Disclosure of Invention

The invention aims to provide a lithium-sulfur battery positive electrode binder with self-repairing performance, and a preparation method and application thereof, aiming at the defects in the prior art. According to the method, a dithio cyclic carbonate-containing component A and an amino functional group-containing component B react for the first time to generate a novel cross-linked network polymer containing a large number of mercapto functional group side chains, and the novel cross-linked network polymer is used as a binder of a lithium-sulfur battery positive electrode material; the mutual reaction between sulfydryl is utilized to generate disulfide bonds with self-repairing performance, and then the generation of the disulfide bonds can repair the structural damage of the anode caused by the volume change of active substances in the charging and discharging processes, effectively inhibit the shuttle effect which is one of the main problems of the lithium-sulfur battery, and finally effectively improve the specific discharge capacity and the electrochemical cycle performance of the lithium-sulfur battery.

The technical scheme of the invention is as follows:

a lithium-sulfur battery binder with self-repairing performance is a cross-linked network polymer containing a large number of sulfydryl functional group side chains, and the structural formula of the binder is as follows:

wherein, the wave pattern in the structural formula represents a diffused polymer segment, and the molecular weight of the polymer is 10000-1000000 g/mol.

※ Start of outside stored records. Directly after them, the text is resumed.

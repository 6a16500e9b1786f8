//! Reporter module for output formatting

pub mod console;
pub mod csv;
pub mod json;

pub use self::console::ConsoleReporter;
pub use self::csv::{CsvSink, CSV_HEADERS};
pub use self::json::JsonReporter;
//! Page fetching: URL normalization, the `PageFetcher` seam, and the one
//! HTTPS to HTTP fallback.

pub mod encoding;
pub mod http;

#[cfg(test)]
pub(crate) mod fake;

pub use http::{FetchSettings, HttpFetcher, DEFAULT_USER_AGENT};

use crate::error::FetchError;

/// A response as seen by the analyzer
#[derive(Debug, Clone, PartialEq, Eq)]
pub struct FetchedPage {
    /// HTTP status code (non-2xx is not a failure)
    pub status: u16,
    /// Decoded body text
    pub body: String,
}

/// Network access used by the analyzer. One implementation talks HTTP, tests
/// substitute in-memory fakes.
pub trait PageFetcher {
    /// GET a page, following redirects
    fn get(&self, url: &str) -> Result<FetchedPage, FetchError>;

    /// Lightweight existence check for an asset; returns the status code
    fn probe(&self, url: &str) -> Result<u16, FetchError>;
}

/// Result of fetching one user-supplied URL
#[derive(Debug, Clone, PartialEq, Eq)]
pub struct FetchOutcome {
    /// URL that produced the page (scheme always explicit)
    pub url: String,
    pub page: FetchedPage,
    /// True when the HTTPS attempt failed and the page came over plain HTTP
    pub https_fallback: bool,
}

/// Give a bare host or path an explicit scheme; `https://` when none is present.
pub fn normalize_url(raw_input: &str) -> String {
    let trimmed = raw_input.trim();
    for scheme in ["https://", "http://"] {
        if trimmed.len() >= scheme.len()
            && trimmed.is_char_boundary(scheme.len())
            && trimmed[..scheme.len()].eq_ignore_ascii_case(scheme)
        {
            return format!("{}{}", scheme, &trimmed[scheme.len()..]);
        }
    }
    format!("https://{}", trimmed)
}

/// Fetch `raw_input`, retrying once over `http://` if an `https://` attempt fails.
pub fn fetch_with_fallback<F: PageFetcher + ?Sized>(
    fetcher: &F,
    raw_input: &str,
) -> Result<FetchOutcome, FetchError> {
    let url = normalize_url(raw_input);

    match fetcher.get(&url) {
        Ok(page) => Ok(FetchOutcome {
            url,
            page,
            https_fallback: false,
        }),
        Err(primary) => {
            let Some(rest) = url.strip_prefix("https://") else {
                return Err(primary);
            };
            let http_url = format!("http://{}", rest);
            log::debug!("{} failed ({}), retrying as {}", url, primary, http_url);
            let page = fetcher.get(&http_url)?;
            Ok(FetchOutcome {
                url: http_url,
                page,
                https_fallback: true,
            })
        }
    }
}

#[cfg(test)]
mod tests {
    use super::fake::FakeFetcher;
    use super::*;

    #[test]
    fn bare_host_gets_https() {
        assert_eq!(normalize_url("example.com"), "https://example.com");
        assert_eq!(normalize_url("  example.com/about "), "https://example.com/about");
    }

    #[test]
    fn explicit_scheme_is_kept() {
        assert_eq!(normalize_url("http://example.com"), "http://example.com");
        assert_eq!(normalize_url("https://example.com"), "https://example.com");
    }

    #[test]
    fn scheme_case_is_normalized() {
        assert_eq!(normalize_url("HTTP://Example.com"), "http://Example.com");
        assert_eq!(normalize_url("Https://example.com"), "https://example.com");
    }

    #[test]
    fn https_success_has_no_fallback() {
        let fetcher = FakeFetcher::new().with_page("https://example.com", 200, "<p>ok</p>");
        let outcome = fetch_with_fallback(&fetcher, "example.com").unwrap();
        assert_eq!(outcome.url, "https://example.com");
        assert!(!outcome.https_fallback);
        assert_eq!(fetcher.requested(), vec!["https://example.com"]);
    }

    #[test]
    fn https_failure_falls_back_to_http_once() {
        let fetcher = FakeFetcher::new()
            .with_failure(
                "https://example.com",
                FetchError::Connect("tls handshake failed".to_string()),
            )
            .with_page("http://example.com", 200, "<p>ok</p>");
        let outcome = fetch_with_fallback(&fetcher, "https://example.com").unwrap();
        assert_eq!(outcome.url, "http://example.com");
        assert!(outcome.https_fallback);
        assert_eq!(
            fetcher.requested(),
            vec!["https://example.com", "http://example.com"]
        );
    }

    #[test]
    fn http_failure_is_not_retried() {
        let fetcher = FakeFetcher::new().with_failure(
            "http://example.com",
            FetchError::Connect("connection refused".to_string()),
        );
        let err = fetch_with_fallback(&fetcher, "http://example.com").unwrap_err();
        assert_eq!(err, FetchError::Connect("connection refused".to_string()));
        assert_eq!(fetcher.requested(), vec!["http://example.com"]);
    }

    #[test]
    fn failed_fallback_surfaces_fallback_error() {
        let fetcher = FakeFetcher::new()
            .with_failure("https://example.com", FetchError::Timeout(10))
            .with_failure(
                "http://example.com",
                FetchError::Connect("connection refused".to_string()),
            );
        let err = fetch_with_fallback(&fetcher, "example.com").unwrap_err();
        assert_eq!(err, FetchError::Connect("connection refused".to_string()));
    }

    #[test]
    fn non_200_status_is_not_a_failure() {
        let fetcher = FakeFetcher::new().with_page("https://example.com", 503, "down");
        let outcome = fetch_with_fallback(&fetcher, "example.com").unwrap();
        assert_eq!(outcome.page.status, 503);
        assert!(!outcome.https_fallback);
    }
}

The preparation method of the lithium-sulfur battery binder with self-repairing performance comprises the following steps:

adding a component A containing dithio cyclic carbonate and a component B containing amino functional groups into a solvent to obtain a mixed solution, stirring and reacting for 1.5-5 h, and removing the solvent through rotary evaporation to obtain the lithium-sulfur battery binder with self-repairing performance;

wherein, the mass ratio is that the component A: component B ═ (10): (1-10); adding 8-12 mg of component A containing dithio cyclic carbonate into each gram of solvent;

the purity of the solvent is 80 percent;

the solvent is N-methylpyrrolidone (NMP), N-Dimethylformamide (DMF), dimethyl sulfoxide (DMSO) or water.

The component A containing dithio cyclic carbonate is ethylene glycol dithio cyclic carbonate, neopentyl glycol dithio cyclic carbonate or polyethylene glycol dithio cyclic carbonate;

the component B containing amino functional groups is polyethyleneimine, chitosan, amino cellulose or polylysine (molecular weight range: 800-100000).

The preparation method of the component A containing the dithio cyclic carbonate comprises the following steps:

adding LiBr into dichloromethane dissolved with diglycidyl ether structural component, and stirring under reflux1～3After hours, dropwise adding a carbon disulfide solution, and continuously refluxing the reaction mixture for 20-28 hours; after the reaction is finished, cooling to room temperature, diluting, extracting, washing an organic phase, drying, and performing rotary evaporation to obtain a yellow viscous oily product, namely a component A of the dithio cyclic carbonate;

wherein, 6 to 9mmol of components containing diglycidyl ether structure, 0.4 to 0.6mmol of LiBr and 12 to 18mmol of CS are added into every 20ml of anhydrous dichloromethane solvent₂。

The component containing the diglycidyl ether structure and CS₂The molar ratio of (a) to (b) is 1: 2.

The diglycidyl ether structure-containing component comprises: ethylene glycol diglycidyl ether, neopentyl glycol diglycidyl ether, or polyethylene glycol diglycidyl ether.

The adhesive is a cross-linked network polymer containing a large number of mercapto functional groups, and has self-repairing performance.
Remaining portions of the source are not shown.